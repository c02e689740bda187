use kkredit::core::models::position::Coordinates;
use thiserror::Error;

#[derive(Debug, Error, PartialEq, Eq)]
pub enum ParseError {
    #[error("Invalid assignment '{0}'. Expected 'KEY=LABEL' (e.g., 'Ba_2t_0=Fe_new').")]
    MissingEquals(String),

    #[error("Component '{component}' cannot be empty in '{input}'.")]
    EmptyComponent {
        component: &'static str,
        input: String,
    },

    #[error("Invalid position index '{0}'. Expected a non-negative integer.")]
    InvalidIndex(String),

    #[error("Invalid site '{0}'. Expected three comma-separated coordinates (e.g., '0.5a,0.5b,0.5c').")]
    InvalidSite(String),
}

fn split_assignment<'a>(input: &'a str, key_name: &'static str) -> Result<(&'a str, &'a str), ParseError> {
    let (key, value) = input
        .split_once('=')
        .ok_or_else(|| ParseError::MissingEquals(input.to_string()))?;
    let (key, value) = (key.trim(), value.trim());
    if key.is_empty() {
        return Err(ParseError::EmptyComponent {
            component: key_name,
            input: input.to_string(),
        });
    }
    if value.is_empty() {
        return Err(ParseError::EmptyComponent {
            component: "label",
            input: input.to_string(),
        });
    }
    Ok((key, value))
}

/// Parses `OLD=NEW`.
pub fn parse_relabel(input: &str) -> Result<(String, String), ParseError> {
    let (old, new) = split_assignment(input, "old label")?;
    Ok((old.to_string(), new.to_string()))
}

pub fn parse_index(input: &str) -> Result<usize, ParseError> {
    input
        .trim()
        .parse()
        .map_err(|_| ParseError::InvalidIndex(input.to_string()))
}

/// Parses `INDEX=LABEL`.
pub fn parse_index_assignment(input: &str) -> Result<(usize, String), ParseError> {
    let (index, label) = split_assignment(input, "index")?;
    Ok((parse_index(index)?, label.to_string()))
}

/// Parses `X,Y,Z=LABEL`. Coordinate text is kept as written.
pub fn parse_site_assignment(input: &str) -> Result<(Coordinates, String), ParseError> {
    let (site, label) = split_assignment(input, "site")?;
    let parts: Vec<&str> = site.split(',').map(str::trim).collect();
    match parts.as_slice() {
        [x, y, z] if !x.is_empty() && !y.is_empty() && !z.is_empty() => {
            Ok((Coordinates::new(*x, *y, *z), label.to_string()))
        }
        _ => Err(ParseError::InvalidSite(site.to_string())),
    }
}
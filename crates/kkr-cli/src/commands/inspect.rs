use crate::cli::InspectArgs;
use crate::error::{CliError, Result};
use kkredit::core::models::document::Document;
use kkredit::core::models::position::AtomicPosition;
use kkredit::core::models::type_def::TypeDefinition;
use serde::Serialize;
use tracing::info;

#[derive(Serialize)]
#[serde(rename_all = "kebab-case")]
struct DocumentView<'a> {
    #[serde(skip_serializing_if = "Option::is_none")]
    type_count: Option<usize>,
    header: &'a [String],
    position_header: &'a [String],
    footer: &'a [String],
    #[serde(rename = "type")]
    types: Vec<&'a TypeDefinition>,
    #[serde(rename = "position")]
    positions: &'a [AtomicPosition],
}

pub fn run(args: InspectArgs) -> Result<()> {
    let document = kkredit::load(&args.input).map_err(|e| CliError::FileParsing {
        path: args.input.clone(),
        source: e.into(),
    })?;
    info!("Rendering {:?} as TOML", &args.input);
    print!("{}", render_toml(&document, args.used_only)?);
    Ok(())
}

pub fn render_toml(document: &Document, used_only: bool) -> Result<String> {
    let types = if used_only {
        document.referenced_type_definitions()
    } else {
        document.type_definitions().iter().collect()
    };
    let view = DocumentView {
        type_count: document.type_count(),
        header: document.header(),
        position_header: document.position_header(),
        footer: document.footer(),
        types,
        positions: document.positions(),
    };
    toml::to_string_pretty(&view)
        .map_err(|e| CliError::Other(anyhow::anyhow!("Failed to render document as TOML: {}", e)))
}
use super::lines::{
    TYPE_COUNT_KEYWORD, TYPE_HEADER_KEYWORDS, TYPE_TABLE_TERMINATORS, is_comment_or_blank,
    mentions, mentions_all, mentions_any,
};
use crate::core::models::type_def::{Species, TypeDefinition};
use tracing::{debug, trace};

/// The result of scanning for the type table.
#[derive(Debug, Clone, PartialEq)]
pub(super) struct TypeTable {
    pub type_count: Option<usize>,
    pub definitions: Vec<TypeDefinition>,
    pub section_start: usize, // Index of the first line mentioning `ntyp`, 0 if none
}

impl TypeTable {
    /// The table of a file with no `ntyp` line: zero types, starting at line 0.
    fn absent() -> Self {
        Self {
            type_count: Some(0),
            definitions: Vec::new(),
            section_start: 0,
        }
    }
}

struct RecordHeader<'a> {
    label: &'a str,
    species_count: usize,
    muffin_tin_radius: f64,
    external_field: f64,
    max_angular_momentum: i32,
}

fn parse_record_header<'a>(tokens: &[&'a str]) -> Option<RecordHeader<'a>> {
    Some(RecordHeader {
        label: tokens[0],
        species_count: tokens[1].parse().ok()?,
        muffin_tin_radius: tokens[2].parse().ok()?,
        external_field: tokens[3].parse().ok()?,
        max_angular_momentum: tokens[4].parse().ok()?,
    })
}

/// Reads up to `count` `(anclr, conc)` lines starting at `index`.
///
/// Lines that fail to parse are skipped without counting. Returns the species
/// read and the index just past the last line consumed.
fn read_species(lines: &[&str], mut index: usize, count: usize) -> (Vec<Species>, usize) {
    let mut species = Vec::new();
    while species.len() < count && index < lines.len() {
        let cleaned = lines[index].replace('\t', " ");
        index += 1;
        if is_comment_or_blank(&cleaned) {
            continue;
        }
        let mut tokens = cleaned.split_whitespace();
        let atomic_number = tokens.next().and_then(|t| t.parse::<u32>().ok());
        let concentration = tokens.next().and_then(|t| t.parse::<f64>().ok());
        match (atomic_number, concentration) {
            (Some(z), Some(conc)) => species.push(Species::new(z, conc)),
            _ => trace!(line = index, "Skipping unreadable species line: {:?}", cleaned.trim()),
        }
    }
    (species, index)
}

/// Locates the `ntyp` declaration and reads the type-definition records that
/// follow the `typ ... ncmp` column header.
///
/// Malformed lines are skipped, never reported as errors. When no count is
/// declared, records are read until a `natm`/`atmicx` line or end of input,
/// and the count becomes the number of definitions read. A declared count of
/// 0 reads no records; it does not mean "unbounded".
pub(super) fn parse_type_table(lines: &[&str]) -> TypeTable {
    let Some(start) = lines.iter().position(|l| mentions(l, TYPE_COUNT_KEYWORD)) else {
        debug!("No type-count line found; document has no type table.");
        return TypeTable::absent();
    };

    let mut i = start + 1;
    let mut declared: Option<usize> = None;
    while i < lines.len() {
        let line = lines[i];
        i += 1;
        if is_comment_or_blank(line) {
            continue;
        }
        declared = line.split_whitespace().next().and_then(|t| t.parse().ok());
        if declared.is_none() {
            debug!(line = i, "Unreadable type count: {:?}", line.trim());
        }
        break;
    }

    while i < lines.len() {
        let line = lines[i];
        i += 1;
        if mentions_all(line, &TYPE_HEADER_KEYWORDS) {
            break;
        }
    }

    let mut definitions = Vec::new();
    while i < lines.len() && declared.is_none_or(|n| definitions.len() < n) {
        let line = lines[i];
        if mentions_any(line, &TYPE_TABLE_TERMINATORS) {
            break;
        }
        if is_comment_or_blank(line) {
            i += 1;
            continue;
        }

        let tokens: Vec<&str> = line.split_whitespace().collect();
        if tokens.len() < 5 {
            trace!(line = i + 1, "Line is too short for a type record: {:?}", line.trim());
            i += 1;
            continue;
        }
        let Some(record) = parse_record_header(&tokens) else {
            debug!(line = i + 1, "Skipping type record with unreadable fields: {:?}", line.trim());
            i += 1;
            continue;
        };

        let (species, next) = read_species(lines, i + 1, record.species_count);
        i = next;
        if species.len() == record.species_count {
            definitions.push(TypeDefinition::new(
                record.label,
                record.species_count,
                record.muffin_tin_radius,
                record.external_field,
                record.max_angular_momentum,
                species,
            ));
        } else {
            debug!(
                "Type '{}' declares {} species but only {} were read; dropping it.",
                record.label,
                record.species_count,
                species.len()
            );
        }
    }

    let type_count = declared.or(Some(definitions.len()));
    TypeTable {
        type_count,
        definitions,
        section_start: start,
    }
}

= = =

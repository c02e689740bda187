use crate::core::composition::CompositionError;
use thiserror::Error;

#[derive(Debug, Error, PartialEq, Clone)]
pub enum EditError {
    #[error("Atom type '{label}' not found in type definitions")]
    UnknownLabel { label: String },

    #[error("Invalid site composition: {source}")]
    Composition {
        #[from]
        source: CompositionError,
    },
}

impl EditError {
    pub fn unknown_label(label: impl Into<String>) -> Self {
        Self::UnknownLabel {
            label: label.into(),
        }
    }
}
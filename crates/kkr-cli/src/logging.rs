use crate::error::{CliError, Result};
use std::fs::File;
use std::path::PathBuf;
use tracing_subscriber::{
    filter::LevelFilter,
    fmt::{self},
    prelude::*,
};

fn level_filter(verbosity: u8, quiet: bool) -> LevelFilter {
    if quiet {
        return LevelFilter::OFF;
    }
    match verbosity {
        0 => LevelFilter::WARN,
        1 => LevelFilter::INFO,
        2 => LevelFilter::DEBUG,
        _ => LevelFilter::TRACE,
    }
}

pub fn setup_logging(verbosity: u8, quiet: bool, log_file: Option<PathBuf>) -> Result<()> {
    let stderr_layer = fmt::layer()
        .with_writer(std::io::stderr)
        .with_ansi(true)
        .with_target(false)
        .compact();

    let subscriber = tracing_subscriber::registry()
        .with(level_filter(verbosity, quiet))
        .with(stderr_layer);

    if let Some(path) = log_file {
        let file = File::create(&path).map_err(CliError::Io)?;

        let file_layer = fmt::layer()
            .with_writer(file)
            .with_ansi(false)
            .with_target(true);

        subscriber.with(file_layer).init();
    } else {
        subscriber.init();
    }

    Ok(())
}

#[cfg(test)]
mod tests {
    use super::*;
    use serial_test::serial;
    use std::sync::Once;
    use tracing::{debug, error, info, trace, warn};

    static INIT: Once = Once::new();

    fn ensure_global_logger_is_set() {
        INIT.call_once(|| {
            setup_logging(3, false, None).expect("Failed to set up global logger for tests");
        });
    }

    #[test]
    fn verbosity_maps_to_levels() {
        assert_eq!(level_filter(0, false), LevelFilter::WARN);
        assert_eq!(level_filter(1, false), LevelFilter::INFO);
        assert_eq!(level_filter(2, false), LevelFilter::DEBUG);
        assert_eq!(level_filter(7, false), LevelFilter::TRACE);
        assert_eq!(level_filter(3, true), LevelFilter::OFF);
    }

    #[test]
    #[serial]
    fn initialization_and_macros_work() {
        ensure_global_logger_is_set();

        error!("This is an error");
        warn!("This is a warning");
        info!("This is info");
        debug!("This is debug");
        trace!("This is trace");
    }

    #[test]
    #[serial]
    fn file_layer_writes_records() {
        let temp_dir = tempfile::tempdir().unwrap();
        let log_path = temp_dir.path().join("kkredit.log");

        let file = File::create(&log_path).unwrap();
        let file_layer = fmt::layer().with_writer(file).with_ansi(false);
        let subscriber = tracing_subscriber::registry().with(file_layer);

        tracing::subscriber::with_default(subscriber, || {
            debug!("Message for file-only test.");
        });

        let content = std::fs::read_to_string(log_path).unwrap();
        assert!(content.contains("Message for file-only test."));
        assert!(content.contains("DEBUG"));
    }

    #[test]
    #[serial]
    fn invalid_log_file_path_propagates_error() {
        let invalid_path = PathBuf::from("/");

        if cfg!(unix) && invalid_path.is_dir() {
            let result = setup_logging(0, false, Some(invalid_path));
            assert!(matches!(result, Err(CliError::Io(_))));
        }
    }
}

= = =

WHAT TO WORK ON | Among the lines above, which ones hold the string "false"? Show them.

SOLUTION FOR THIS EXERCISE |
        .with_target(false)
            .with_ansi(false)
            setup_logging(3, false, None).expect("Failed to set up global logger for tests");
        assert_eq!(level_filter(0, false), LevelFilter::WARN);
        assert_eq!(level_filter(1, false), LevelFilter::INFO);
        assert_eq!(level_filter(2, false), LevelFilter::DEBUG);
        assert_eq!(level_filter(7, false), LevelFilter::TRACE);
        let file_layer = fmt::layer().with_writer(file).with_ansi(false);
            let result = setup_logging(0, false, Some(invalid_path));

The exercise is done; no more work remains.